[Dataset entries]
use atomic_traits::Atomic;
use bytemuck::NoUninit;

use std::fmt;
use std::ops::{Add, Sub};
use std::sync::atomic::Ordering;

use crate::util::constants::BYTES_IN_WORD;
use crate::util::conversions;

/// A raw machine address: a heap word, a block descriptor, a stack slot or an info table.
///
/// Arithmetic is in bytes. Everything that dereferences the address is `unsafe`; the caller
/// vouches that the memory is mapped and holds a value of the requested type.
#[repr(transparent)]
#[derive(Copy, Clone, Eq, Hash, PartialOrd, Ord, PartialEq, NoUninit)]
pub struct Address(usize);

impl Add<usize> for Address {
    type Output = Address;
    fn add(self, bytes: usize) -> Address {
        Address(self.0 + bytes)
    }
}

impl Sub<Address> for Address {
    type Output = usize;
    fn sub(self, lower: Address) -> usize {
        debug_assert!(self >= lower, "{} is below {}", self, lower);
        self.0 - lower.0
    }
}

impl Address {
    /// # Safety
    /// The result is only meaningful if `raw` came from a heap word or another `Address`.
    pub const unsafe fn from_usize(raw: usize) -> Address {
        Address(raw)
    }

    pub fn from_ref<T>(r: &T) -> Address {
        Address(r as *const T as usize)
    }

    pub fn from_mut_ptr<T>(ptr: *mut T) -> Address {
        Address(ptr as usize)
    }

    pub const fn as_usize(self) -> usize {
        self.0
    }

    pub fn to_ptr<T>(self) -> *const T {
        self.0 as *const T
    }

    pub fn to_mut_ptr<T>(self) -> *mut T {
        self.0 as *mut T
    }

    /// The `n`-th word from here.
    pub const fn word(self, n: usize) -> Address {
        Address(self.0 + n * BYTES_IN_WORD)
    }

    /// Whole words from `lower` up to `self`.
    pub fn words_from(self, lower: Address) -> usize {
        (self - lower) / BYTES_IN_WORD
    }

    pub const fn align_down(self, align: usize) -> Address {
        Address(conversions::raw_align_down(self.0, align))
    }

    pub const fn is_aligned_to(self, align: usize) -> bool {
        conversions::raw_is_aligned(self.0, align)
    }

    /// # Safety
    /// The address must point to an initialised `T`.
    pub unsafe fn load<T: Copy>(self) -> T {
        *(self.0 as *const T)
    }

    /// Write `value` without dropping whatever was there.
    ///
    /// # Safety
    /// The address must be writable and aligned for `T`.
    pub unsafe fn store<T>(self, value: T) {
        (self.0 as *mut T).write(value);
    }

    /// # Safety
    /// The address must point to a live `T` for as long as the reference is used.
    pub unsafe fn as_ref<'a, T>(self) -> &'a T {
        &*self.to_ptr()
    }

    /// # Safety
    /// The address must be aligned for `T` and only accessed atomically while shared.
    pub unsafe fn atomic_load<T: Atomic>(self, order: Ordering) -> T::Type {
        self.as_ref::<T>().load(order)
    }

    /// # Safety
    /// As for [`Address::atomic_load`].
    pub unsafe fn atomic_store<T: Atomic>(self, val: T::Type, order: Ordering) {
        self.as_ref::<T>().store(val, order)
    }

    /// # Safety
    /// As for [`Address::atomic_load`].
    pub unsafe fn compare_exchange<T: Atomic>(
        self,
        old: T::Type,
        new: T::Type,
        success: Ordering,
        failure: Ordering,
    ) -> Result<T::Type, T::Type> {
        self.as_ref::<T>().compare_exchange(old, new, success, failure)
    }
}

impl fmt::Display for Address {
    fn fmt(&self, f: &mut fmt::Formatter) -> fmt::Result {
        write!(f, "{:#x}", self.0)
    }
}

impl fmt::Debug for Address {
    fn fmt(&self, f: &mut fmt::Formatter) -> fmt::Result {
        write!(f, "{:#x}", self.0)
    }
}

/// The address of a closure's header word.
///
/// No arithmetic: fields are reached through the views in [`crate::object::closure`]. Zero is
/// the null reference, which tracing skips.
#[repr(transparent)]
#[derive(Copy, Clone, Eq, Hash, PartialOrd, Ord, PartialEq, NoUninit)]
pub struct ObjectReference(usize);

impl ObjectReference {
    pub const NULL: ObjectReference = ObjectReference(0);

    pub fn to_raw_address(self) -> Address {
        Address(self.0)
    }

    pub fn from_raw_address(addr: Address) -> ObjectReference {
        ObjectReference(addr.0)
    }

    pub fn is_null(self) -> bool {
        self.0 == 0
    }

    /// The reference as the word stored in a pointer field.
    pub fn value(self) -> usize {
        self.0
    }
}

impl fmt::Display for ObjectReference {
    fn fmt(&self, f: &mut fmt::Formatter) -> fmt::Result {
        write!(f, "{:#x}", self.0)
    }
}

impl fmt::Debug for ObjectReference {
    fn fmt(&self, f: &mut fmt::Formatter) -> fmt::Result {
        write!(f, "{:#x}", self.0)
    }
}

= What is being asked =
What is needed is an exact copy of the lines above, from the one containing "Address(ptr as usize)" through the one containing "pub const fn word(self, n: usize)", with nothing added.

= Solution below =
        Address(ptr as usize)
    }

    pub const fn as_usize(self) -> usize {
        self.0
    }

    pub fn to_ptr<T>(self) -> *const T {
        self.0 as *const T
    }

    pub fn to_mut_ptr<T>(self) -> *mut T {
        self.0 as *mut T
    }

    /// The `n`-th word from here.
    pub const fn word(self, n: usize) -> Address {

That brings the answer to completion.